§ Data under study:
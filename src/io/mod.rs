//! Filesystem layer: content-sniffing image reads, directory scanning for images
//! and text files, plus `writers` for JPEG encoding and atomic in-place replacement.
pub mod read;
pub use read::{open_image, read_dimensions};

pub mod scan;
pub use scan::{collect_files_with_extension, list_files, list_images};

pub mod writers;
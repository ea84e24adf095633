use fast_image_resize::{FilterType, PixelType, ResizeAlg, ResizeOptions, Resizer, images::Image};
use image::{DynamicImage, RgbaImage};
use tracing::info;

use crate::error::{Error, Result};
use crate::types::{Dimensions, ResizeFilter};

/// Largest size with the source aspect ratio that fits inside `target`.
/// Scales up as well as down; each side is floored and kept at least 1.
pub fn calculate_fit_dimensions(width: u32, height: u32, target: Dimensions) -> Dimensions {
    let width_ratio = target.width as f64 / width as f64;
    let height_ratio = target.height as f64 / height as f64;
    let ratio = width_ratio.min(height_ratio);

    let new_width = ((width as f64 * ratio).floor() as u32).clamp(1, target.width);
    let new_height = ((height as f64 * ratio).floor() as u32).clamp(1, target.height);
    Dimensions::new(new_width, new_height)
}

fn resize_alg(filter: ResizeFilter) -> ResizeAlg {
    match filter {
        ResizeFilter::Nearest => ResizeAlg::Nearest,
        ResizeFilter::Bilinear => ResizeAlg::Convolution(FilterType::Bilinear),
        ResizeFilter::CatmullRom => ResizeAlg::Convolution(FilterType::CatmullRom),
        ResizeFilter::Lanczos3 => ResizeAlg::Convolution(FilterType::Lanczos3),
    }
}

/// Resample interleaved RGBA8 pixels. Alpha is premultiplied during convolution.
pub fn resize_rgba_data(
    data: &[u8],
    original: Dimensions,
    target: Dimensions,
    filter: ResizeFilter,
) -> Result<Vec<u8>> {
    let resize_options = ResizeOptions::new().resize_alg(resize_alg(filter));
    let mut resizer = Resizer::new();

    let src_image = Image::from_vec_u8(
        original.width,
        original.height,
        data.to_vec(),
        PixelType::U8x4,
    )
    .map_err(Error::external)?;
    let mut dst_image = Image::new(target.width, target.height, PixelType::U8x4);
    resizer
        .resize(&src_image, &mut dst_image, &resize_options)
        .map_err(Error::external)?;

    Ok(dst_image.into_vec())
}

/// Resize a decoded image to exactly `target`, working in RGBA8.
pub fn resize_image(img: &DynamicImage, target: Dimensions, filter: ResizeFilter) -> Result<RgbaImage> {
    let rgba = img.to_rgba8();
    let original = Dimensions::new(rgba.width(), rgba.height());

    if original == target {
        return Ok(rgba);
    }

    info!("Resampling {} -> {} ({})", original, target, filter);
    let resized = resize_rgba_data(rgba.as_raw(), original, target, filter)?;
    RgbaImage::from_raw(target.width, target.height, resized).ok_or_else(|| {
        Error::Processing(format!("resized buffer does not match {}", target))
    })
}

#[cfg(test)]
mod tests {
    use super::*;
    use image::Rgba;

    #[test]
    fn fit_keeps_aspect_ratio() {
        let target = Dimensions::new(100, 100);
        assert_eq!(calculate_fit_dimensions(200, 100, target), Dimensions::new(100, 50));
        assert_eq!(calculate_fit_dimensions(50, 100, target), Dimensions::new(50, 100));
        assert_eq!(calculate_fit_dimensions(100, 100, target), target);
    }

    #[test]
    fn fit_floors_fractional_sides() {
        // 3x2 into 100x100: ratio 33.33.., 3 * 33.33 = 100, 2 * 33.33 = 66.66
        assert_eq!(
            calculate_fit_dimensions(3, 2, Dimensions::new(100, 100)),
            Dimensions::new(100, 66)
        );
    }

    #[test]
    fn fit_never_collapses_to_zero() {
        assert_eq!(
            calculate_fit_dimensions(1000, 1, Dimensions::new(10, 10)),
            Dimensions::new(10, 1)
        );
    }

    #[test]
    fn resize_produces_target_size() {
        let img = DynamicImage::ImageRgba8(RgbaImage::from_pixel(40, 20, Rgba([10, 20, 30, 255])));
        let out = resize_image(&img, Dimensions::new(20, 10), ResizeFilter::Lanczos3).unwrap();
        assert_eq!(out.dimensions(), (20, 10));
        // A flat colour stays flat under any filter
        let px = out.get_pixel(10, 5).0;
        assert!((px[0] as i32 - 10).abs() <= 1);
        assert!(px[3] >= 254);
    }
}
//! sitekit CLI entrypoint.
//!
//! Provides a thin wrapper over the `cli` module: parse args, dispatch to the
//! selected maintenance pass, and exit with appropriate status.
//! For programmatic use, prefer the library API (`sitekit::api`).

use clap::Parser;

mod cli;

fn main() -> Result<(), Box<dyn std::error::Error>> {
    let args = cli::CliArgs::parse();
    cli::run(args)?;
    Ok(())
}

* * *

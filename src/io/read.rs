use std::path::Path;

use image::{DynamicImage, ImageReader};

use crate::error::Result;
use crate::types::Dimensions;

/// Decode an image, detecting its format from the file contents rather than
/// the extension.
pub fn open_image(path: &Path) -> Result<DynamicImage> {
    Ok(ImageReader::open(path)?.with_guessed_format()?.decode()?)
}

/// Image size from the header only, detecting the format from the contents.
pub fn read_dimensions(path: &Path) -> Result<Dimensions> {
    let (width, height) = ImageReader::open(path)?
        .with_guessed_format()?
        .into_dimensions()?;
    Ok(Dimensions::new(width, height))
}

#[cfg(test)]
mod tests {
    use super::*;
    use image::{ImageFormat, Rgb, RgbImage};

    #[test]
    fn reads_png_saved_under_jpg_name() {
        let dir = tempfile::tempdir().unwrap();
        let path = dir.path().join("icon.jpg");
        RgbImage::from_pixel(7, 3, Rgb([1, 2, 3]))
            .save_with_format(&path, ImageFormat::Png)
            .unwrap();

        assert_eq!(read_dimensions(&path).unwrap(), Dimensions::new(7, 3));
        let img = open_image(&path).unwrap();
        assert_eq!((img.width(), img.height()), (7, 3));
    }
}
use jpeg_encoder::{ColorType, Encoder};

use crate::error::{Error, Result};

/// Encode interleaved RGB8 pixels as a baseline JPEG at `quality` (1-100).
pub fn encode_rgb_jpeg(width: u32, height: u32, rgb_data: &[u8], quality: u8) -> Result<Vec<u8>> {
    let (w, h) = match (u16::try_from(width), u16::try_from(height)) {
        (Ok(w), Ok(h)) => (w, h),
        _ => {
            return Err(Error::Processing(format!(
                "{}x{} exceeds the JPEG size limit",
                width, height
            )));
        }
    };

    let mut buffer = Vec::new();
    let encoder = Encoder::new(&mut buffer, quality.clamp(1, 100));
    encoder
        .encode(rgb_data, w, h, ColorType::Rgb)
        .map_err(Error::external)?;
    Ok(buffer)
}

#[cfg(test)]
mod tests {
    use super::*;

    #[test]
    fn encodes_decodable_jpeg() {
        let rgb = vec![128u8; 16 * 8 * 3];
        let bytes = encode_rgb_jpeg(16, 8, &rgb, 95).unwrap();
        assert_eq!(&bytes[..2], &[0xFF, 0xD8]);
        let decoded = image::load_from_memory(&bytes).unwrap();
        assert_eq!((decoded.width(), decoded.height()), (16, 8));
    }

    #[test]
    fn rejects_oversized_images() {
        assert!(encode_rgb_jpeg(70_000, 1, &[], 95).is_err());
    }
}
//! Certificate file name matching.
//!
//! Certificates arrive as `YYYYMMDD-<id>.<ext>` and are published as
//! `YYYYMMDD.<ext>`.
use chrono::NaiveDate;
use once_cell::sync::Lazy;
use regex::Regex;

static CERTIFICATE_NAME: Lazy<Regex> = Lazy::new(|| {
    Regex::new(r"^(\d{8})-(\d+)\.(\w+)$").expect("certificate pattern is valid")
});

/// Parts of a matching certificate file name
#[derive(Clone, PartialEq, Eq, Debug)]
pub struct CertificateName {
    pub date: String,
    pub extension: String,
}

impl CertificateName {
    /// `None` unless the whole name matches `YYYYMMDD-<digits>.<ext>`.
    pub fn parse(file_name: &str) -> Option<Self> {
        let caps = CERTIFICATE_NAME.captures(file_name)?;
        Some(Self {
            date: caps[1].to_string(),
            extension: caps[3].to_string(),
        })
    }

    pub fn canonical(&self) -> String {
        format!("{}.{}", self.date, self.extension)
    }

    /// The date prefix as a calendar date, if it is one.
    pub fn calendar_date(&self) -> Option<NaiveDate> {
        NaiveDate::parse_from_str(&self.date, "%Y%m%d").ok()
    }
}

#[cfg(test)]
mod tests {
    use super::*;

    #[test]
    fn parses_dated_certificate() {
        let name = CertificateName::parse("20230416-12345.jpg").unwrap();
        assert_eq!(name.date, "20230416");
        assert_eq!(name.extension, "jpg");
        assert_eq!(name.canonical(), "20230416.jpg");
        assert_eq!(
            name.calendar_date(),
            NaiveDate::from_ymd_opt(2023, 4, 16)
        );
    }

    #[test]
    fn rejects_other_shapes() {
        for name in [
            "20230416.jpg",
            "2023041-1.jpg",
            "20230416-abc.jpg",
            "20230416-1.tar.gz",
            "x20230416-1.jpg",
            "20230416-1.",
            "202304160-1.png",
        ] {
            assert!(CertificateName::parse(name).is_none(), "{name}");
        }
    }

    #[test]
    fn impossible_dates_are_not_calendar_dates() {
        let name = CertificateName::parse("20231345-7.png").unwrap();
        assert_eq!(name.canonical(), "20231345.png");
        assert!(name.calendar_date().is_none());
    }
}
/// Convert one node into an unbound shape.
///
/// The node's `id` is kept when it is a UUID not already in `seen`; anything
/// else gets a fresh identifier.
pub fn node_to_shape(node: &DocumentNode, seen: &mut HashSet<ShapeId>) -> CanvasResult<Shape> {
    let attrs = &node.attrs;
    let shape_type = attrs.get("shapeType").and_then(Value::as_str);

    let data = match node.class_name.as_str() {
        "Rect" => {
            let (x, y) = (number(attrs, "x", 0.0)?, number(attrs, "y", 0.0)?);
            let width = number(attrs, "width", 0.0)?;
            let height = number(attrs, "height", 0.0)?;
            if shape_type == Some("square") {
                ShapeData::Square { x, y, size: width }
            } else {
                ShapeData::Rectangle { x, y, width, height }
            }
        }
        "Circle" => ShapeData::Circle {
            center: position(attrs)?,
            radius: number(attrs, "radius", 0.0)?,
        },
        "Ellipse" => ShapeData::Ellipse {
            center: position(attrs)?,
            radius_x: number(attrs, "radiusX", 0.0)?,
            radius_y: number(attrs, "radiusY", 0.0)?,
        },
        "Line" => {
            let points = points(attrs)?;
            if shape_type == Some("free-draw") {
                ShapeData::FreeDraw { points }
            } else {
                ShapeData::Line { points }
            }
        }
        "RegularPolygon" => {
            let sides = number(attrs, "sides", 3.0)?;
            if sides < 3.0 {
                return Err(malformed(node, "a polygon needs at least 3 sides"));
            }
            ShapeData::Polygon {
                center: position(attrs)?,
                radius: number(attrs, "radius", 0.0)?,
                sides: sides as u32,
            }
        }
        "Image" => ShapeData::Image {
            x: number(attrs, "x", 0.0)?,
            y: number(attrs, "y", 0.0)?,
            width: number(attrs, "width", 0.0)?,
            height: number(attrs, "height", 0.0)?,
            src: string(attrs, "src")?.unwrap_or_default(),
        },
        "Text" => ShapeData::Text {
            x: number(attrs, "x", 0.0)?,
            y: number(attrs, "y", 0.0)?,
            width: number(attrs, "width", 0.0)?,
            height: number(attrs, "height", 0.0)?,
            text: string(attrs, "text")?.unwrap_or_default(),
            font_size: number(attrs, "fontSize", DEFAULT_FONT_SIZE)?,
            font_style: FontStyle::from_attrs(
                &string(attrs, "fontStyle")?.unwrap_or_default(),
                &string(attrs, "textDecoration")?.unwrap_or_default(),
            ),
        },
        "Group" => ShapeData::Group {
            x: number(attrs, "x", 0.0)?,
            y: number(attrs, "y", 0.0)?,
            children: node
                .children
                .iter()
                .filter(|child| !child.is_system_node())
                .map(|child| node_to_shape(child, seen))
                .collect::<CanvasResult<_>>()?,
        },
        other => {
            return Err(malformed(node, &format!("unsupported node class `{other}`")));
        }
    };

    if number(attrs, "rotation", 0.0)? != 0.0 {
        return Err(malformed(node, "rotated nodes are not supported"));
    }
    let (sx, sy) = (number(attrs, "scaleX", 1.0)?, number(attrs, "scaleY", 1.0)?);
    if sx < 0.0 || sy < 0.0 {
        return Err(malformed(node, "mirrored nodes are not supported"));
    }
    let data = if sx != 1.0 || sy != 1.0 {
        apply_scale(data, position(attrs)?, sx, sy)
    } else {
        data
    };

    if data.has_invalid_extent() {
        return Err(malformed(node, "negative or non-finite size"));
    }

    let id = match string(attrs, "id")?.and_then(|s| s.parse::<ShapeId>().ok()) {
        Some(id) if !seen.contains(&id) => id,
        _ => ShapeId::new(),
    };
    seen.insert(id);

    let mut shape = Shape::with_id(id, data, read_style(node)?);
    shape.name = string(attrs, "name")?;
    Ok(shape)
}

§ Instructions to follow:
Identify the lines of the entries containing the string "seen". Copy each such line.

§ Finished task:
/// The node's `id` is kept when it is a UUID not already in `seen`; anything
pub fn node_to_shape(node: &DocumentNode, seen: &mut HashSet<ShapeId>) -> CanvasResult<Shape> {
                .map(|child| node_to_shape(child, seen))
        Some(id) if !seen.contains(&id) => id,
    seen.insert(id);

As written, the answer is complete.